### Task brief
Sift the material for lines containing "bookmarked", and return them.

[[ Available data open ]]

use super::common::{created_response, no_content_response, success_response};
use super::products::ProductResponse;
use crate::{
    auth::AuthenticatedUser, entities::FavoriteModel, errors::ServiceError,
    services::favorites::FavoriteWithProduct, AppState,
};
use axum::{
    extract::{Json, Path, State},
    response::IntoResponse,
    routing::{delete, get},
    Router,
};
use serde::{Deserialize, Serialize};
use utoipa::ToSchema;

/// Creates the router for favorite endpoints. Everything here acts on the
/// calling user's own bookmarks.
pub fn favorites_routes() -> Router<AppState> {
    Router::new()
        .route("/", get(list_favorites).post(add_favorite))
        .route("/:id", delete(remove_favorite))
}

#[utoipa::path(
    get,
    path = "/api/v1/favorites",
    responses((status = 200, description = "Your bookmarks, newest first", body = crate::ApiResponse<Vec<FavoriteDetailResponse>>)),
    security(("bearer" = [])),
    tag = "Favorites"
)]
pub async fn list_favorites(
    user: AuthenticatedUser,
    State(state): State<AppState>,
) -> Result<impl IntoResponse, ServiceError> {
    let favorites = state.services.favorites.list_for_user(user.user_id).await?;
    let items: Vec<FavoriteDetailResponse> = favorites
        .into_iter()
        .map(FavoriteDetailResponse::from)
        .collect();
    Ok(success_response(items))
}

#[utoipa::path(
    post,
    path = "/api/v1/favorites",
    request_body = AddFavoriteRequest,
    responses(
        (status = 201, description = "Product bookmarked", body = crate::ApiResponse<FavoriteResponse>),
        (status = 404, description = "Product missing or inactive", body = crate::errors::ErrorResponse),
        (status = 409, description = "Already bookmarked", body = crate::errors::ErrorResponse)
    ),
    security(("bearer" = [])),
    tag = "Favorites"
)]
pub async fn add_favorite(
    user: AuthenticatedUser,
    State(state): State<AppState>,
    Json(payload): Json<AddFavoriteRequest>,
) -> Result<impl IntoResponse, ServiceError> {
    let favorite = state
        .services
        .favorites
        .add_favorite(user.user_id, payload.product_id)
        .await?;
    Ok(created_response(FavoriteResponse::from(favorite)))
}

#[utoipa::path(
    delete,
    path = "/api/v1/favorites/{id}",
    params(("id" = i64, Path, description = "Favorite id")),
    responses(
        (status = 204, description = "Bookmark removed"),
        (status = 403, description = "Someone else's bookmark", body = crate::errors::ErrorResponse),
        (status = 404, description = "Favorite not found", body = crate::errors::ErrorResponse)
    ),
    security(("bearer" = [])),
    tag = "Favorites"
)]
pub async fn remove_favorite(
    user: AuthenticatedUser,
    State(state): State<AppState>,
    Path(id): Path<i64>,
) -> Result<impl IntoResponse, ServiceError> {
    state
        .services
        .favorites
        .remove_by_id(id, user.user_id)
        .await?;
    Ok(no_content_response())
}

// Request/Response DTOs

#[derive(Debug, Deserialize, ToSchema)]
pub struct AddFavoriteRequest {
    pub product_id: i64,
}

#[derive(Debug, Serialize, ToSchema)]
pub struct FavoriteResponse {
    pub id: i64,
    pub user_id: i64,
    pub product_id: i64,
}

impl From<FavoriteModel> for FavoriteResponse {
    fn from(model: FavoriteModel) -> Self {
        Self {
            id: model.id,
            user_id: model.user_id,
            product_id: model.product_id,
        }
    }
}

#[derive(Debug, Serialize, ToSchema)]
pub struct FavoriteDetailResponse {
    pub id: i64,
    pub product: ProductResponse,
}

impl From<FavoriteWithProduct> for FavoriteDetailResponse {
    fn from(row: FavoriteWithProduct) -> Self {
        Self {
            id: row.favorite.id,
            product: ProductResponse::from(row.product),
        }
    }
}
use std::path::{Path, PathBuf};

use tokio::fs;
use tracing::info;
use uuid::Uuid;

use crate::config::AppConfig;
use crate::errors::ServiceError;

/// Subdirectory for product instruction manuals, one folder per product
const INSTRUCTIONS_DIR: &str = "product_instructions";
/// Flat subdirectory for variant images
const VARIANT_IMAGES_DIR: &str = "product_variants";

/// Filesystem-backed store for uploaded media.
///
/// Files land under the configured media root and are addressed by a
/// relative path which is what gets persisted on the owning entity and
/// served back under `/media/{path}`.
#[derive(Debug, Clone)]
pub struct MediaStore {
    root: PathBuf,
}

impl MediaStore {
    pub fn new(root: impl Into<PathBuf>) -> Self {
        Self { root: root.into() }
    }

    pub fn from_config(cfg: &AppConfig) -> Self {
        Self::new(cfg.media_root.clone())
    }

    /// The media root directory served under `/media`
    pub fn root(&self) -> &Path {
        &self.root
    }

    /// Absolute path for a stored relative media path
    pub fn absolute_path(&self, relative: &str) -> PathBuf {
        self.root.join(relative)
    }

    /// Stores an instruction manual for a product.
    ///
    /// Returns the relative media path, e.g.
    /// `product_instructions/product_3/manual.pdf`.
    pub async fn store_instruction_manual(
        &self,
        product_id: i64,
        filename: &str,
        bytes: &[u8],
    ) -> Result<String, ServiceError> {
        let safe_name = sanitize_filename(filename);
        let dir = self
            .root
            .join(INSTRUCTIONS_DIR)
            .join(format!("product_{}", product_id));
        let final_name = self.write_unique(&dir, &safe_name, bytes).await?;

        Ok(format!(
            "{}/product_{}/{}",
            INSTRUCTIONS_DIR, product_id, final_name
        ))
    }

    /// Stores a variant image. Returns the relative media path, e.g.
    /// `product_variants/front.png`.
    pub async fn store_variant_image(
        &self,
        filename: &str,
        bytes: &[u8],
    ) -> Result<String, ServiceError> {
        let safe_name = sanitize_filename(filename);
        let dir = self.root.join(VARIANT_IMAGES_DIR);
        let final_name = self.write_unique(&dir, &safe_name, bytes).await?;

        Ok(format!("{}/{}", VARIANT_IMAGES_DIR, final_name))
    }

    /// Removes a stored file if it exists. Missing files are not an error;
    /// the database row may outlive its media.
    pub async fn remove(&self, relative: &str) -> Result<(), ServiceError> {
        let path = self.absolute_path(relative);
        match fs::remove_file(&path).await {
            Ok(()) => Ok(()),
            Err(e) if e.kind() == std::io::ErrorKind::NotFound => Ok(()),
            Err(e) => Err(ServiceError::IoError(e)),
        }
    }

    async fn write_unique(
        &self,
        dir: &Path,
        filename: &str,
        bytes: &[u8],
    ) -> Result<String, ServiceError> {
        fs::create_dir_all(dir).await?;

        let mut final_name = filename.to_string();
        if fs::try_exists(dir.join(&final_name)).await? {
            final_name = dedupe_filename(filename);
        }

        let target = dir.join(&final_name);
        fs::write(&target, bytes).await?;
        info!(path = %target.display(), size = bytes.len(), "Stored media file");

        Ok(final_name)
    }
}

/// Reduces an arbitrary client-supplied filename to a safe single path
/// segment: the last component only, restricted to `[A-Za-z0-9._-]`,
/// with leading dots stripped.
pub fn sanitize_filename(name: &str) -> String {
    let base = name
        .rsplit(['/', '\\'])
        .next()
        .unwrap_or(name);

    let cleaned: String = base
        .chars()
        .map(|c| {
            if c.is_ascii_alphanumeric() || matches!(c, '.' | '-' | '_') {
                c
            } else {
                '_'
            }
        })
        .collect();

    let trimmed = cleaned.trim_start_matches('.');
    if trimmed.is_empty() {
        "file".to_string()
    } else {
        trimmed.to_string()
    }
}

/// Appends a short random suffix before the extension to avoid
/// clobbering an existing upload with the same name.
fn dedupe_filename(filename: &str) -> String {
    let suffix: String = Uuid::new_v4().simple().to_string().chars().take(8).collect();
    match filename.rsplit_once('.') {
        Some((stem, ext)) if !stem.is_empty() => format!("{}_{}.{}", stem, suffix, ext),
        _ => format!("{}_{}", filename, suffix),
    }
}

#[cfg(test)]
mod tests {
    use super::*;
    use rstest::rstest;
    use tempfile::TempDir;

    #[rstest]
    #[case("manual.pdf", "manual.pdf")]
    #[case("front-01_v2.png", "front-01_v2.png")]
    #[case("../../etc/passwd", "passwd")]
    #[case("C:\\Users\\x\\doc.pdf", "doc.pdf")]
    #[case("my file (1).pdf", "my_file__1_.pdf")]
    #[case(".hidden", "hidden")]
    #[case("...", "file")]
    #[case("", "file")]
    fn sanitize_reduces_names_to_safe_segments(#[case] input: &str, #[case] expected: &str) {
        assert_eq!(sanitize_filename(input), expected);
    }

    #[test]
    fn dedupe_keeps_extension() {
        let renamed = dedupe_filename("manual.pdf");
        assert!(renamed.starts_with("manual_"));
        assert!(renamed.ends_with(".pdf"));
        assert_ne!(renamed, "manual.pdf");
    }

    #[tokio::test]
    async fn stores_instruction_manual_under_product_directory() {
        let tmp = TempDir::new().unwrap();
        let store = MediaStore::new(tmp.path());

        let rel = store
            .store_instruction_manual(3, "manual.pdf", b"pdf-bytes")
            .await
            .unwrap();

        assert_eq!(rel, "product_instructions/product_3/manual.pdf");
        let bytes = fs::read(store.absolute_path(&rel)).await.unwrap();
        assert_eq!(bytes, b"pdf-bytes");
    }

    #[tokio::test]
    async fn second_upload_with_same_name_is_deduped() {
        let tmp = TempDir::new().unwrap();
        let store = MediaStore::new(tmp.path());

        let first = store.store_variant_image("front.png", b"one").await.unwrap();
        let second = store.store_variant_image("front.png", b"two").await.unwrap();

        assert_eq!(first, "product_variants/front.png");
        assert_ne!(first, second);
        assert!(second.starts_with("product_variants/front_"));
        assert!(second.ends_with(".png"));

        let kept = fs::read(store.absolute_path(&first)).await.unwrap();
        assert_eq!(kept, b"one");
    }

    #[tokio::test]
    async fn remove_is_idempotent() {
        let tmp = TempDir::new().unwrap();
        let store = MediaStore::new(tmp.path());

        let rel = store.store_variant_image("gone.png", b"x").await.unwrap();
        store.remove(&rel).await.unwrap();
        store.remove(&rel).await.unwrap();
        assert!(!store.absolute_path(&rel).exists());
    }
}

[[ Available data closed ]]

### Reply to the task
        (status = 201, description = "Product bookmarked", body = crate::ApiResponse<FavoriteResponse>),
        (status = 409, description = "Already bookmarked", body = crate::errors::ErrorResponse)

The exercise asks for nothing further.